Racing's future is here
Never mind that it's tucked inside a wooden box, stashed among the books on the top shelf in the teak-veneered main dining area, and that its chances of being used in the Newport-Bermuda Race are, oh, about the same as Robert Mulderig bouncing a cheque.
Like most of the 161 other boats who lined up for the biennial classic, Starr Trail 's high-tech navigational gear has rendered sextants, pencils and charts candidates for the Smithsonian.
Aboard Mulderig's new 72-foot Farr, for instance, LED read-outs, detailing water depths and wind information, are located in every room. GPS, radar and navigational charts are fed into a central computer. Satellite images and meteorological conditions can be accessed with the click of a mouse. Outside, the helmsman has instant information via a colour, touch-screen computer.
"It's really come alive in the last five years,'' Phil Wilson, Mulderig's long-time sailing buddy and veteran of four Newport-Bermuda races, says of the electronic gizmos that now dominate the sport.
Mulderig and Wilson finished second in the double-handed Newport-Bermuda Race two years ago on the old Starr Trail . That Freedom 44 has now been replaced with the $2 million high-performance cruiser -- and little was left to chance.
"We were lucky in that the boat was new and we were able to start out with the latest electronics,'' said Wilson, looking after the ground arrangements for this year's trip. When the 16-person crew left for Bermuda, they not only had all the comforts of home -- they had all the information of NASA.
Not all of it, however, is allowed in the race, notably the Satcom link, which could otherwise supply internet and satellite weather feeds.
"The rule is, if it's not available to everybody, you can't use it,'' said Blair Simmons, the boat's full-time captain (although handed over the wheel to Mulderig for the race).
In a race such as Newport, where there is seldom any tacking, some of the information may be unnecessary. Conversely, when it comes to finding, crossing and searching out eddies in the Gulf Stream -- probably the key part of the 635-mile ocean crossing -- it's invaluable.

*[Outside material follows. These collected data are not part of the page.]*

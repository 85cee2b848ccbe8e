//! Routing across several security contexts.

use std::collections::HashSet;
use std::sync::Arc;

use guard_sdk::{GuardError, PostAuthenticationToken, Token};
use tracing::{debug, warn};

use super::error::BuildError;
use super::provider::AuthenticationProvider;

/// Holds one provider per security context and hands each token to the
/// provider that owns it.
pub struct ProviderManager {
    providers: Vec<Arc<AuthenticationProvider>>,
}

impl ProviderManager {
    /// # Errors
    ///
    /// [`BuildError::DuplicateContextName`] if two providers serve the same context.
    pub fn new(providers: Vec<Arc<AuthenticationProvider>>) -> Result<Self, BuildError> {
        let mut seen = HashSet::with_capacity(providers.len());
        for provider in &providers {
            if !seen.insert(provider.context_name().clone()) {
                return Err(BuildError::DuplicateContextName {
                    context: provider.context_name().to_string(),
                });
            }
        }
        Ok(Self { providers })
    }

    #[must_use]
    pub fn providers(&self) -> &[Arc<AuthenticationProvider>] {
        &self.providers
    }

    /// Provider responsible for `token`, if any.
    ///
    /// Pre-authentication tokens go to the first provider that supports
    /// them; post-authentication tokens to the provider of their context.
    #[must_use]
    pub fn provider_for(&self, token: &Token) -> Option<&Arc<AuthenticationProvider>> {
        match token {
            Token::PreAuthentication(_) => self.providers.iter().find(|p| p.supports(token)),
            Token::PostAuthentication(post) => self
                .providers
                .iter()
                .find(|p| p.context_name() == post.context_name()),
            Token::Anonymous => None,
        }
    }

    /// Authenticate `token` with the provider that owns it.
    ///
    /// # Errors
    ///
    /// - [`GuardError::ProviderNotFound`] if no provider owns the token
    /// - [`GuardError::UnsupportedToken`] for an anonymous token
    /// - any error of [`AuthenticationProvider::authenticate`], unchanged
    #[tracing::instrument(skip_all, fields(token = token.kind()))]
    pub async fn authenticate(&self, token: Token) -> Result<PostAuthenticationToken, GuardError> {
        let Some(provider) = self.provider_for(&token) else {
            return Err(log_failure(not_found(&token)));
        };
        debug!(context = %provider.context_name(), "routing token to provider");

        provider.authenticate(token).await.map_err(log_failure)
    }
}

fn not_found(token: &Token) -> GuardError {
    match token {
        Token::PreAuthentication(pre) => GuardError::ProviderNotFound {
            origin: pre.context_key().to_string(),
        },
        Token::PostAuthentication(post) => GuardError::ProviderNotFound {
            origin: post.context_name().to_string(),
        },
        Token::Anonymous => {
            GuardError::UnsupportedToken("anonymous tokens carry no credentials".to_owned())
        }
    }
}

fn log_failure(e: GuardError) -> GuardError {
    match &e {
        GuardError::ServiceUnavailable(_) | GuardError::Internal(_) => {
            tracing::error!(error = %e, "authentication dispatch failed");
        }
        _ => warn!(error = %e, "authentication rejected"),
    }
    e
}
//! Configuration for an authentication provider.

use serde::Deserialize;

/// Provider configuration.
#[derive(Debug, Clone, Deserialize)]
#[serde(default, deny_unknown_fields)]
pub struct GuardConfig {
    /// Security context (firewall) the provider is bound to.
    pub context_name: String,

    /// Stable ids for the supplied authenticators, in the same order.
    ///
    /// Empty means positional ids (`"0"`, `"1"`, ...).
    pub authenticator_ids: Vec<String>,
}

impl Default for GuardConfig {
    fn default() -> Self {
        Self {
            context_name: "main".to_owned(),
            authenticator_ids: Vec::new(),
        }
    }
}
//! Construction errors for providers and managers.

use guard_sdk::IdentifierError;

/// Errors raised while assembling a provider or manager.
///
/// Ambiguous identities are rejected here, never at request time.
#[derive(thiserror::Error, Debug)]
pub enum BuildError {
    #[error("invalid security context name: {0}")]
    InvalidContextName(#[source] IdentifierError),

    #[error("invalid authenticator id: {0}")]
    InvalidAuthenticatorId(#[source] IdentifierError),

    #[error("duplicate authenticator id '{id}' in context '{context}'")]
    DuplicateAuthenticatorId { context: String, id: String },

    #[error("{configured} authenticator ids configured but {supplied} authenticators supplied")]
    AuthenticatorCountMismatch { configured: usize, supplied: usize },

    #[error("security context '{context}' is served by more than one provider")]
    DuplicateContextName { context: String },
}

"You've got loads of information coming in; all you do is just read it,'' said Simmons. And that information, Wilson adds, is "more accurate and more immediate,'' than ever before.
At 26, Simmons, son of former world IOD champion Penny, is from the new school of sailing, as comfortable with the 6.5 gigabyte computer as he is with the jib. Need to raise the sail? Press the button on one four hydraulic winches.
Know where you are going? Put it on auto-pilot. Two people, Simmons says, could comfortably sail Starr Trail .
BLAIR SIMMONS -- Starr Trail boat captain needs to know just as much about computers as he does sailing.